These inconveniences therefore considered, here is set forth such an order, whereby the same shall be redressed.

And for a readiness in this

matter, here is drawn out a Calendar for that purpose, which is plain and easy to be understood; wherein (so much as may be) the reading of holy Scripture is so set forth, that all things shall be done in order, without breaking one piece from another. For this cause be cut off anthems, responds, invitatories, and such like things as did break the continual course of the reading of the Scripture.

Yet, because there is no remedy, but that of necessity there must be some rules, therefore certain rules are here set forth; which, as they are few in number, so they are plain and easy to be understood. So that here you have an order for prayer, and for the reading of the holy Scripture, much agreeable to the mind and purpose of the old Fathers, and a great deal more profitable and commodious than that which of late was used. It is more profitable, because here are left out many things. whereof some are untrue, some uncertain, some vain and superstitious; and nothing is ordained to be read, but the very pure word of God, the holy Scriptures, or that which is agreeable to the same; and that in such a language and order as is most easy and plain for the understanding both of the readers and hearers. It is also more commodious, both for the shortness thereof, and for the plainness of the order, and for that the rules be few and easy.

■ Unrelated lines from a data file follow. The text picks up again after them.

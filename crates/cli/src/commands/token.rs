//! Mint a session token from the command line.
//!
//! Useful for scripting against the protected endpoints without going
//! through the browser login:
//!
//! ```bash
//! TOKEN=$(atelier-cli token 2>/dev/null)
//! curl -H "Cookie: token=$TOKEN" -X DELETE localhost:4000/api/projects/3
//! ```
//!
//! # Environment Variables
//!
//! Uses the same configuration as the server: `JWT_SECRET`,
//! `JWT_EXPIRES_IN`, `ADMIN_USERNAME`, `ADMIN_PASSWORD`.

use atelier_core::Role;
use atelier_server::config::{ServerConfig, parse_duration};
use atelier_server::services::auth::TokenService;
use tracing::info;

/// Mint and print a session token.
///
/// # Errors
///
/// Returns an error if the configuration is invalid or the token cannot be
/// issued.
pub fn run(username: Option<&str>, expires_in: Option<&str>) -> Result<(), Box<dyn std::error::Error>> {
    let config = ServerConfig::from_env()?;

    let ttl = match expires_in {
        Some(raw) => parse_duration(raw).map_err(|e| format!("invalid --expires-in: {e}"))?,
        None => config.session_ttl,
    };
    let username = username.unwrap_or(&config.admin.username);

    let tokens = TokenService::new(&config.jwt_secret, ttl)?;
    let (token, claims) = tokens.issue(username, Role::Admin)?;

    info!(
        "Issued session token for {} (expires at epoch {})",
        claims.sub, claims.exp
    );

    // The token itself goes to stdout so it can be captured by scripts.
    #[allow(clippy::print_stdout)]
    {
        println!("{token}");
    }

    Ok(())
}
//! Integration tests for the projects API.

use axum::http::StatusCode;
use serde_json::json;

use atelier_integration_tests::{TestContext, body_json, delete, get, post_json, put_json};

#[tokio::test]
async fn test_full_crud_flow() {
    let ctx = TestContext::new().await;
    let cookie = ctx.login().await;

    // Create: first entity gets id 1.
    let response = ctx
        .send(post_json(
            "/api/projects",
            &json!({
                "title": "X",
                "description": "first project",
                "tags": ["rust"],
                "featured": true,
            }),
            Some(&cookie),
        ))
        .await;
    assert_eq!(response.status(), StatusCode::CREATED);
    let first = body_json(response).await;
    assert_eq!(first["id"], 1);
    assert_eq!(first["title"], "X");
    assert_eq!(first["created_at"], first["updated_at"]);

    // Second create gets id 2.
    let response = ctx
        .send(post_json(
            "/api/projects",
            &json!({ "title": "Y", "description": "second project" }),
            Some(&cookie),
        ))
        .await;
    assert_eq!(response.status(), StatusCode::CREATED);
    assert_eq!(body_json(response).await["id"], 2);

    // List is public and ordered by insertion.
    let response = ctx.send(get("/api/projects", None)).await;
    assert_eq!(response.status(), StatusCode::OK);
    let list = body_json(response).await;
    let titles: Vec<&str> = list
        .as_array()
        .expect("list is an array")
        .iter()
        .map(|p| p["title"].as_str().expect("title is a string"))
        .collect();
    assert_eq!(titles, vec!["X", "Y"]);

    // Get by id is public.
    let response = ctx.send(get("/api/projects/1", None)).await;
    assert_eq!(response.status(), StatusCode::OK);
    assert_eq!(body_json(response).await["title"], "X");

    // Update merges only the provided fields.
    let response = ctx
        .send(put_json(
            "/api/projects/1",
            &json!({ "title": "X (renamed)" }),
            Some(&cookie),
        ))
        .await;
    assert_eq!(response.status(), StatusCode::OK);
    let updated = body_json(response).await;
    assert_eq!(updated["title"], "X (renamed)");
    assert_eq!(updated["description"], "first project");
    assert_eq!(updated["tags"], json!(["rust"]));

    // Delete returns the removed entity.
    let response = ctx.send(delete("/api/projects/1", Some(&cookie))).await;
    assert_eq!(response.status(), StatusCode::OK);
    assert_eq!(body_json(response).await["title"], "X (renamed)");

    // And it is really gone.
    let response = ctx.send(get("/api/projects/1", None)).await;
    assert_eq!(response.status(), StatusCode::NOT_FOUND);
}

#[tokio::test]
async fn test_create_with_blank_title_is_rejected() {
    let ctx = TestContext::new().await;
    let cookie = ctx.login().await;

    let response = ctx
        .send(post_json(
            "/api/projects",
            &json!({ "title": "   ", "description": "blank title" }),
            Some(&cookie),
        ))
        .await;
    assert_eq!(response.status(), StatusCode::BAD_REQUEST);
    let body = body_json(response).await;
    assert_eq!(body["error"], "title must not be blank");

    let list = body_json(ctx.send(get("/api/projects", None)).await).await;
    assert_eq!(list, json!([]));
}

#[tokio::test]
async fn test_get_absent_project_is_not_found() {
    let ctx = TestContext::new().await;

    let response = ctx.send(get("/api/projects/999", None)).await;
    assert_eq!(response.status(), StatusCode::NOT_FOUND);
    let body = body_json(response).await;
    assert_eq!(body["error"], "Not found");
}

#[tokio::test]
async fn test_delete_absent_project_leaves_document_unchanged() {
    let ctx = TestContext::new().await;
    let cookie = ctx.login().await;

    ctx.send(post_json(
        "/api/projects",
        &json!({ "title": "Keep", "description": "survives" }),
        Some(&cookie),
    ))
    .await;

    let before = std::fs::read(ctx.document_path("projects")).expect("document exists");

    let response = ctx.send(delete("/api/projects/999", Some(&cookie))).await;
    assert_eq!(response.status(), StatusCode::NOT_FOUND);

    let after = std::fs::read(ctx.document_path("projects")).expect("document exists");
    assert_eq!(before, after);
}

#[tokio::test]
async fn test_update_absent_project_is_not_found() {
    let ctx = TestContext::new().await;
    let cookie = ctx.login().await;

    let response = ctx
        .send(put_json(
            "/api/projects/7",
            &json!({ "title": "Ghost" }),
            Some(&cookie),
        ))
        .await;
    assert_eq!(response.status(), StatusCode::NOT_FOUND);
}

#[tokio::test]
async fn test_document_layout_on_disk() {
    let ctx = TestContext::new().await;
    let cookie = ctx.login().await;

    ctx.send(post_json(
        "/api/projects",
        &json!({ "title": "Durable", "description": "outlives the process" }),
        Some(&cookie),
    ))
    .await;

    // The persisted layout is exactly { "projects": [...] }, readable by a
    // fresh process.
    let raw = std::fs::read_to_string(ctx.document_path("projects")).expect("document exists");
    let parsed: serde_json::Value = serde_json::from_str(&raw).expect("document is JSON");
    assert_eq!(parsed["projects"][0]["title"], "Durable");
    assert_eq!(parsed["projects"][0]["id"], 1);
    assert!(parsed["projects"][0]["created_at"].is_string());
}
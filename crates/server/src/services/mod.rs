//! Service layer for the portfolio API.

pub mod auth;

pub use auth::{AuthError, TokenService};
//! Replacement policy over the recency counters stored in each [`CacheLine`].
//!
//! A counter of 0 marks the most recently used line of a set. Touching a line
//! resets its counter and ages every other line of the same set by one, so
//! counters are only meaningful relative to each other within one set.

use crate::cache::tag_array::CacheLine;

pub trait ReplacementPolicy {
    /// Record a use of `way` within `set`.
    fn touch(&self, set: &mut [CacheLine], way: usize);

    /// Pick the way to evict from `set`.
    fn select_victim(&self, set: &[CacheLine]) -> usize;
}

#[derive(Debug, Default, Clone, Copy)]
pub struct Lru;

impl ReplacementPolicy for Lru {
    fn touch(&self, set: &mut [CacheLine], way: usize) {
        for (idx, line) in set.iter_mut().enumerate() {
            if idx == way {
                line.recency = 0;
            } else {
                line.recency = line.recency.saturating_add(1);
            }
        }
    }

    /// Oldest line wins; ties go to the lowest way. Validity is not consulted,
    /// so a cold line (recency 0) only loses to nothing older.
    fn select_victim(&self, set: &[CacheLine]) -> usize {
        let mut victim = 0;
        let mut oldest = match set.first() {
            Some(line) => line.recency,
            None => return 0,
        };
        for (way, line) in set.iter().enumerate().skip(1) {
            if line.recency > oldest {
                victim = way;
                oldest = line.recency;
            }
        }
        victim
    }
}
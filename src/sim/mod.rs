pub mod config;
pub mod flat_mem;
pub mod report;
pub mod stats;
pub mod top;
pub mod trace;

And whereas, heretofore, there hath been great diversity in saying and singing in Churches within this Realm: some following Salisbury use, some Hereford use, and some the use of Bangor, some of York, some of Lincoln; now, from henceforth, all the whole Realm shall have but

one use.

This explains the title of the book. It is the "Book of Common Prayer," or "Prayer Common to the whole Realm." Very different explanations are to be met with, but they are obviously mistaken.

And forasmuch as nothing can be so plainly set forth, but doubt may arise in the use and practice of the same; to appease all such diversity (if any arise) and for the resolution of all doubts, concerning the manner how to understand, do, and execute, the things contained in this Book, the parties that so doubt, or diversly take any thing, shall alway resort to the Bishop of the Diocese; who, by his discretion, shall take order for the quieting and appeasing of the same; so that the same order be not contrary to any thing contained in this Book. And if the Bishop of the Diocese be in doubt, then he may send for the resolution thereof to the Archbishop.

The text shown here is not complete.